Because there are often too many embryos to place safely back into the uterus, the remaining embryos are cryopreserved—or frozen—and stored for later use.

"What happens a lot of time, is that couples are blessed to give birth following IVF and they find themselves, at some point in time, parenting as many children as they feel called and capable to parent," Peters said. "And then they face an unexpected dilemma: What do we do with these embryos that we will no longer use to continue building our family?"

The embryos can be thawed and discarded, or donated to science. In both cases, Peters notes, the life of the embryo will not continue.

"Now," she said, "an option exists where [couples] can donate their unused embryos to another couple or individual who's been struggling to have a family."

According to Peters, embryos can remain frozen "almost indefinitely." Last year, a couple from Tennessee gave birth to a snow baby who had been frozen as an embryo for 24 years—the longest known frozen human embryo to result in a successful birth.

"It's sometimes thought of as adoption that starts at the earliest moment in time an adoption can happen," Peters said. While the couple receiving the embryo will be giving birth to a child that is not genetically related to them, they raise the child as their own.

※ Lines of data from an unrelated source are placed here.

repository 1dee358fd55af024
// tests/support/mocks/security.rs
use async_trait::async_trait;
use newsdesk_core::application::{
    ApplicationResult, dto::AuthenticatedUser, error::ApplicationError,
    ports::security::TokenManager,
};
use newsdesk_core::domain::user::UserId;

/// Accepts tokens of the form `user-<id>` and nothing else.
#[derive(Clone, Copy, Default)]
pub struct StaticTokenManager;

pub fn bearer(user_id: i64) -> String {
    format!("Bearer user-{user_id}")
}

#[async_trait]
impl TokenManager for StaticTokenManager {
    async fn authenticate(&self, token: &str) -> ApplicationResult<AuthenticatedUser> {
        let id = token
            .strip_prefix("user-")
            .and_then(|raw| raw.parse::<i64>().ok())
            .and_then(|raw| UserId::new(raw).ok())
            .ok_or_else(|| ApplicationError::unauthorized("invalid token"))?;
        Ok(AuthenticatedUser {
            id,
            username: format!("user{id}"),
        })
    }
}
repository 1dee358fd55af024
// src/application/commands/staff/list.rs
use super::StaffCommandService;
use crate::application::{
    dto::{AuthenticatedUser, StaffAssignmentDto},
    error::ApplicationResult,
};

impl StaffCommandService {
    pub async fn list(
        &self,
        actor: &AuthenticatedUser,
        publisher_id: i64,
    ) -> ApplicationResult<Vec<StaffAssignmentDto>> {
        self.ensure_administrator(actor).await?;
        let publisher = self.load_publisher(publisher_id).await?;
        let staff = self.staff_repo.list_by_publisher(publisher.id).await?;
        Ok(staff.into_iter().map(Into::into).collect())
    }
}
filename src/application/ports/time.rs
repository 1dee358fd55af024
// src/application/ports/time.rs
use chrono::{DateTime, Utc};

pub trait Clock: Send + Sync {
    fn now(&self) -> DateTime<Utc>;
}
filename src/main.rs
// src/main.rs
use anyhow::Result;
use newsdesk_core::application::{
    notifications::{FanOutNotifier, NotificationQueue, NotifierSettings},
    ports::{
        notification::{EmailSender, PublishEventSink, SocialChannel},
        security::TokenManager,
        time::Clock,
    },
    services::{ApplicationServices, Repositories},
};
use newsdesk_core::config::{AppConfig, NotificationConfig};
use newsdesk_core::infrastructure::{
    database,
    notifications::{
        DisabledSocialChannel, HttpEmailGateway, LogEmailSender, TwitterClient, TwitterSettings,
    },
    repositories::{
        PostgresContentReadRepository, PostgresContentWriteRepository,
        PostgresPublisherRepository, PostgresStaffRepository, PostgresSubscriptionRepository,
        PostgresUserRepository,
    },
    security::token::BiscuitTokenManager,
    time::SystemClock,
};
use newsdesk_core::presentation::http::{routes::build_router, state::HttpState};
use std::{net::SocketAddr, sync::Arc, time::Duration};
use tokio::signal;
use tracing_subscriber::{layer::SubscriberExt, util::SubscriberInitExt};

const WORKER_DRAIN_TIMEOUT: Duration = Duration::from_secs(30);

#[tokio::main]
async fn main() {
    if let Err(err) = bootstrap().await {
        tracing::error!(error = %err, "fatal error");
        eprintln!("fatal error: {err}");
        std::process::exit(1);
    }
}

async fn bootstrap() -> Result<()> {
    dotenvy::dotenv().ok();
    init_tracing();

    let config = AppConfig::from_env()?;

    let pool = database::init_pool(config.database_url()).await?;
    database::run_migrations(&pool).await?;

    let repos = Repositories {
        users: Arc::new(PostgresUserRepository::new(pool.clone())),
        publishers: Arc::new(PostgresPublisherRepository::new(pool.clone())),
        staff: Arc::new(PostgresStaffRepository::new(pool.clone())),
        content_write: Arc::new(PostgresContentWriteRepository::new(pool.clone())),
        content_read: Arc::new(PostgresContentReadRepository::new(pool.clone())),
        subscriptions: Arc::new(PostgresSubscriptionRepository::new(pool.clone())),
    };

    let http_client = reqwest::Client::builder()
        .timeout(config.notifications().channel_timeout)
        .build()?;
    let notifier = Arc::new(FanOutNotifier::new(
        Arc::clone(&repos.subscriptions),
        email_channel(config.notifications(), &http_client),
        social_channel(config.notifications(), &http_client),
        NotifierSettings {
            from_email: config.notifications().from_email.clone(),
            site_name: config.notifications().site_name.clone(),
            hashtags: config.notifications().hashtags.clone(),
            media_root: config.notifications().media_root.clone(),
            channel_timeout: config.notifications().channel_timeout,
        },
    ));
    let (queue, worker) =
        NotificationQueue::spawn(notifier, config.notifications().queue_capacity);
    let events: Arc<dyn PublishEventSink> = Arc::new(queue);

    let token_manager: Arc<dyn TokenManager> =
        Arc::new(BiscuitTokenManager::new(config.biscuit_public_key())?);
    let clock: Arc<dyn Clock> = Arc::new(SystemClock);

    let services = Arc::new(ApplicationServices::new(
        repos,
        token_manager,
        events,
        clock,
    ));

    let state = HttpState {
        services,
        db_pool: Some(pool),
    };
    let app = build_router(state, config.allowed_origins());

    let listener = tokio::net::TcpListener::bind(config.listen_addr()).await?;
    let address: SocketAddr = listener.local_addr()?;
    tracing::info!("listening on {address}");

    axum::serve(listener, app)
        .with_graceful_shutdown(shutdown_signal())
        .await?;

    // The router owned the last queue sender; the worker drains what is left.
    match tokio::time::timeout(WORKER_DRAIN_TIMEOUT, worker).await {
        Ok(Ok(())) => {}
        Ok(Err(err)) => tracing::error!(error = %err, "notification worker panicked"),
        Err(_) => tracing::warn!("notification backlog not drained before shutdown"),
    }

    Ok(())
}

fn email_channel(config: &NotificationConfig, client: &reqwest::Client) -> Arc<dyn EmailSender> {
    match &config.email_relay_url {
        Some(url) => Arc::new(HttpEmailGateway::new(
            client.clone(),
            url.clone(),
            config.email_relay_token.clone(),
        )),
        None => {
            tracing::info!("EMAIL_RELAY_URL not set, notification mail is only logged");
            Arc::new(LogEmailSender)
        }
    }
}

fn social_channel(config: &NotificationConfig, client: &reqwest::Client) -> Arc<dyn SocialChannel> {
    let Some(social) = &config.social else {
        return Arc::new(DisabledSocialChannel);
    };
    let settings = TwitterSettings {
        bearer_token: social.bearer_token.clone(),
        api_base: social.api_base.clone(),
        upload_base: social.upload_base.clone(),
    };
    match TwitterClient::new(client.clone(), settings) {
        Ok(twitter) => Arc::new(twitter),
        Err(err) => {
            tracing::warn!(error = %err, "social channel misconfigured, posting disabled");
            Arc::new(DisabledSocialChannel)
        }
    }
}

fn init_tracing() {
    let env_filter = std::env::var("RUST_LOG")
        .ok()
        .unwrap_or_else(|| "info,tower_http=info,sqlx=warn".to_string());

    let subscriber = tracing_subscriber::registry()
        .with(tracing_subscriber::EnvFilter::new(env_filter))
        .with(tracing_subscriber::fmt::layer());

    if subscriber.try_init().is_err() {
        tracing::warn!("tracing subscriber already initialised");
    }
}

async fn shutdown_signal() {
    let ctrl_c = async {
        if let Err(err) = signal::ctrl_c().await {
            tracing::error!(error = %err, "failed to install CTRL+C handler");
            std::future::pending::<()>().await;
        }
    };

    #[cfg(unix)]
    let terminate = async {
        match signal::unix::signal(signal::unix::SignalKind::terminate()) {
            Ok(mut stream) => {
                stream.recv().await;
            }
            Err(err) => {
                tracing::error!(error = %err, "failed to install terminate handler");
                std::future::pending::<()>().await;
            }
        }
    };

    #[cfg(not(unix))]
    let terminate = std::future::pending::<()>();

    tokio::select! {
        _ = ctrl_c => {}
        _ = terminate => {}
    }
    tracing::info!("shutdown signal received");
}
// src/infrastructure/repositories/mod.rs
mod error;
mod postgres_content;
mod postgres_publisher;
mod postgres_subscription;
mod postgres_user;

pub use error::map_sqlx;
pub use postgres_content::{PostgresContentReadRepository, PostgresContentWriteRepository};
pub use postgres_publisher::{PostgresPublisherRepository, PostgresStaffRepository};
pub use postgres_subscription::PostgresSubscriptionRepository;
pub use postgres_user::PostgresUserRepository;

Like traditional adoption, both the couples donating the embryo and the couples receiving the embryos have options in the selection process and involvement after the birth.

Unlike traditional adoption, couples have the opportunity to experience pregnancy and birth. They also have the ability to protect the baby, to nurture and care for him or her, in utero. To decide what food the woman eats while pregnant. How much exercise she engages in. Whether the baby is exposed to alcohol or smoking.

Embryo donation is approximately one-third the cost of traditional adoption, and more available. NFSC reports that 1.3 million embryos in the United States are currently frozen in storage and about 40 percent of embryo transfers result in birth, including through couples who haven't been able to have a child through IVF.

"Right now, there are more embryos available for placement than there are receiving families," Peters said. "It can be a beautiful way for them to build their family."